- Kaṉpi
- Coordinates: 26°10′03″S 130°07′06″E﻿ / ﻿26.16750°S 130.11833°E
- Population: 53 (2021 census)
- Postcode(s): 5710
- Elevation: 678 m (2,224 ft)
- Location: 460 km (286 mi) south-west of Alice Springs ; 100 km (62 mi) west of Amaṯa ;
- LGA(s): Aṉangu Pitjantjatjara Yankunytjatjara
- State electorate(s): Giles
- Federal division(s): Grey

= Kanpi =

Kaṉpi is an Aboriginal community in the Aṉangu Pitjantjatjara Yankunytjatjara Lands in South Australia. It is located about 20 km south of the Northern Territory border at the base of the Mann Ranges. The nearby town of Nyapari is 15 km to the east.

Kaṉpi is part of the Murputja Homelands, which also includes the family outstations Angatja and Umpukulu. The residents are mostly Pitjantjatjara people with their traditional country nearby.

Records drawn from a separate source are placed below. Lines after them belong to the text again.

//! Estimators
//!
//! Deterministic functions of a sample and the sync constants.

use super::types::Sample;
use crate::config::ExtractConstants;
use crate::types::JsonObject;

// ============================================================================
// Row Size
// ============================================================================

/// Approximate in-memory size of a row
#[derive(Debug, Clone, Copy)]
pub struct RowByteSizeEstimator {
    record_overhead_bytes: u64,
    field_overhead_bytes: u64,
}

impl RowByteSizeEstimator {
    pub fn new(constants: &ExtractConstants) -> Self {
        Self {
            record_overhead_bytes: constants.estimated_record_overhead_bytes,
            field_overhead_bytes: constants.estimated_field_overhead_bytes,
        }
    }

    /// Record overhead plus, per field, the field overhead and the length of
    /// its JSON rendering
    pub fn estimate(&self, row: &JsonObject) -> u64 {
        row.values().fold(self.record_overhead_bytes, |total, value| {
            let value_bytes = serde_json::to_vec(value).map_or(0, |bytes| bytes.len() as u64);
            total + self.field_overhead_bytes + value_bytes
        })
    }
}

// ============================================================================
// Fetch Size
// ============================================================================

/// Rows per fetch such that every concurrent reader stays within its share of
/// the memory budget
#[derive(Debug, Clone, Copy)]
pub struct FetchSizeEstimator {
    max_memory_bytes: u64,
    memory_capacity_ratio: f64,
    max_concurrency: usize,
    min_fetch_size: usize,
    default_fetch_size: usize,
    max_fetch_size: usize,
}

impl FetchSizeEstimator {
    pub fn new(constants: &ExtractConstants, max_concurrency: usize) -> Self {
        Self {
            max_memory_bytes: constants.max_memory_bytes(),
            memory_capacity_ratio: constants.memory_capacity_ratio,
            max_concurrency: max_concurrency.max(1),
            min_fetch_size: constants.min_fetch_size,
            default_fetch_size: constants.default_fetch_size,
            max_fetch_size: constants.max_fetch_size,
        }
    }

    /// Fetch size for a sample of row byte sizes
    ///
    /// Sized by the largest sampled row. Falls back to the default fetch
    /// size when the sample is empty.
    pub fn apply(&self, row_byte_sizes: &Sample<u64>) -> usize {
        let Some(max_row_bytes) = row_byte_sizes
            .sampled_values
            .iter()
            .copied()
            .max()
            .filter(|&bytes| bytes > 0)
        else {
            return self.default_fetch_size;
        };

        let memory = (self.max_memory_bytes as f64 * self.memory_capacity_ratio).round() as u64;
        let per_reader = memory / self.max_concurrency as u64;
        let rows = usize::try_from(per_reader / max_row_bytes).unwrap_or(usize::MAX);
        rows.clamp(self.min_fetch_size, self.max_fetch_size)
    }
}

// ============================================================================
// Splitting
// ============================================================================

/// Sizes partitions so each one is read in about one checkpoint interval
#[derive(Debug, Clone, Copy)]
pub struct SplitEstimator {
    target_partition_bytes: u64,
}

impl SplitEstimator {
    pub fn new(constants: &ExtractConstants, checkpoint_interval_secs: u64) -> Self {
        Self {
            target_partition_bytes: constants
                .expected_throughput_bytes_per_second
                .saturating_mul(checkpoint_interval_secs.max(1))
                .max(1),
        }
    }

    /// Estimated size of the sampled range
    pub fn table_bytes(&self, row_byte_sizes: &Sample<u64>) -> u64 {
        row_byte_sizes
            .sampled_values
            .iter()
            .sum::<u64>()
            .saturating_mul(row_byte_sizes.value_weight)
    }

    /// Number of partitions to split the sampled range into
    ///
    /// At least one, and never more than there are sampled rows to cut at.
    pub fn partition_count(&self, row_byte_sizes: &Sample<u64>) -> usize {
        let total = self.table_bytes(row_byte_sizes);
        let wanted = usize::try_from(total.div_ceil(self.target_partition_bytes))
            .unwrap_or(usize::MAX);
        wanted.clamp(1, row_byte_sizes.len().max(1))
    }

    /// `partition_count - 1` evenly spaced values of an ordered sample
    ///
    /// Consecutive duplicates are dropped, so fewer boundaries may come back
    /// when the sampled keys repeat.
    pub fn boundaries<T: Clone + PartialEq>(ordered: &[T], partition_count: usize) -> Vec<T> {
        let mut boundaries: Vec<T> = Vec::new();
        if ordered.is_empty() {
            return boundaries;
        }
        for i in 1..partition_count {
            let value = &ordered[(i * ordered.len() / partition_count).min(ordered.len() - 1)];
            if boundaries.last() != Some(value) {
                boundaries.push(value.clone());
            }
        }
        boundaries
    }
}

Kaṉpi originated as an outstation for the Baker family, who relocated from other parts of the APY Lands to be closer to their ancestral country.

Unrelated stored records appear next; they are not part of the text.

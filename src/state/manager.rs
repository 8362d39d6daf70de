//! State manager implementation
//!
//! Holds the last checkpoint of every stream and, when backed by a file,
//! rewrites that file atomically after each change.

use super::types::{OpaqueStateValue, State};
use crate::error::{Error, Result};
use std::path::{Path, PathBuf};
use std::sync::Arc;
use tokio::sync::RwLock;

/// Checkpoint store shared by every stream of a sync
///
/// Clones share the same checkpoints.
#[derive(Debug, Clone)]
pub struct StateManager {
    /// Backing file, `None` when in memory
    path: Option<PathBuf>,
    state: Arc<RwLock<State>>,
}

impl StateManager {
    fn with_state(path: Option<PathBuf>, state: State) -> Self {
        Self {
            path,
            state: Arc::new(RwLock::new(state)),
        }
    }

    /// Empty state persisted to `path`, ignoring any existing content
    pub fn new(path: impl AsRef<Path>) -> Self {
        Self::with_state(Some(path.as_ref().to_path_buf()), State::new())
    }

    /// Empty state that is never written anywhere
    pub fn in_memory() -> Self {
        Self::with_state(None, State::new())
    }

    /// State persisted to `path`, starting from its content if the file exists
    pub fn from_file(path: impl AsRef<Path>) -> Result<Self> {
        let path = path.as_ref().to_path_buf();
        let state = if path.exists() {
            let contents = std::fs::read_to_string(&path)
                .map_err(|e| Error::state(format!("Failed to read state file: {e}")))?;
            serde_json::from_str(&contents)
                .map_err(|e| Error::state(format!("Failed to parse state file: {e}")))?
        } else {
            State::new()
        };
        tracing::debug!(path = %path.display(), streams = state.streams.len(), "Loaded state");
        Ok(Self::with_state(Some(path), state))
    }

    /// In-memory state starting from an inline JSON document
    pub fn from_json(json: &str) -> Result<Self> {
        let state: State = serde_json::from_str(json)
            .map_err(|e| Error::state(format!("Failed to parse state JSON: {e}")))?;
        Ok(Self::with_state(None, state))
    }

    /// Last checkpoint of a stream
    pub async fn get(&self, stream: &str) -> Option<OpaqueStateValue> {
        let state = self.state.read().await;
        state.get_stream(stream).map(|s| s.state.clone())
    }

    /// Records emitted for a stream since its state was last cleared
    pub async fn record_count(&self, stream: &str) -> u64 {
        let state = self.state.read().await;
        state.get_stream(stream).map_or(0, |s| s.records)
    }

    /// Labels of the streams holding a checkpoint
    pub async fn streams(&self) -> Vec<String> {
        self.state.read().await.streams.keys().cloned().collect()
    }

    /// Copy of the whole state
    pub async fn snapshot(&self) -> State {
        self.state.read().await.clone()
    }

    /// Record a checkpoint for a stream, adding `records` to its count
    pub async fn set(&self, stream: &str, value: OpaqueStateValue, records: u64) -> Result<()> {
        self.state
            .write()
            .await
            .set_checkpoint(stream, value, records);
        self.persist().await
    }

    /// Forget the checkpoint of a stream
    pub async fn clear_stream(&self, stream: &str) -> Result<()> {
        self.state.write().await.streams.remove(stream);
        self.persist().await
    }

    /// Export state as pretty-printed JSON string
    pub async fn to_json_pretty(&self) -> Result<String> {
        let state = self.state.read().await;
        serde_json::to_string_pretty(&*state)
            .map_err(|e| Error::state(format!("Failed to serialize state: {e}")))
    }

    /// Backing file, if any
    pub fn path(&self) -> Option<&Path> {
        self.path.as_deref()
    }

    pub fn is_in_memory(&self) -> bool {
        self.path.is_none()
    }

    /// Rewrite the backing file through a temporary sibling
    async fn persist(&self) -> Result<()> {
        let Some(path) = &self.path else {
            return Ok(());
        };
        let contents = self.to_json_pretty().await?;

        let temp_path = path.with_extension("tmp");
        tokio::fs::write(&temp_path, &contents)
            .await
            .map_err(|e| Error::state(format!("Failed to write state file: {e}")))?;
        tokio::fs::rename(&temp_path, path)
            .await
            .map_err(|e| Error::state(format!("Failed to rename state file: {e}")))?;
        Ok(())
    }
}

Due to the small population of Kaṉpi and nearby Nyapaṟi, essential services are limited and largely shared between the two communities. In Kaṉpi there is a workshop, a garage, a day care centre and an art centre. It also has a community store, built in 1996, which has a pump for petrol. Food and supplies are delivered once every two weeks. The store services both Kaṉpi and Nyapaṟi, as well as nearby outstations. Local health services are based at the clinic in Nyapaṟi. Kaṉpi and Nyapaṟi each had separate schools from 1987 until 1993, when they consolidated into the Murputja Education Centre, situated between the two communities.

== Time zone ==
Due to its links with the Northern Territory and proximity to the border, the APY Lands do not observe daylight savings unlike the rest of South Australia. The time zone observed throughout the year is Australian Central Standard Time (UTC+9:30), in line with Darwin rather than Adelaide.

==Population==
As of 2021, the population of Kaṉpi is 53.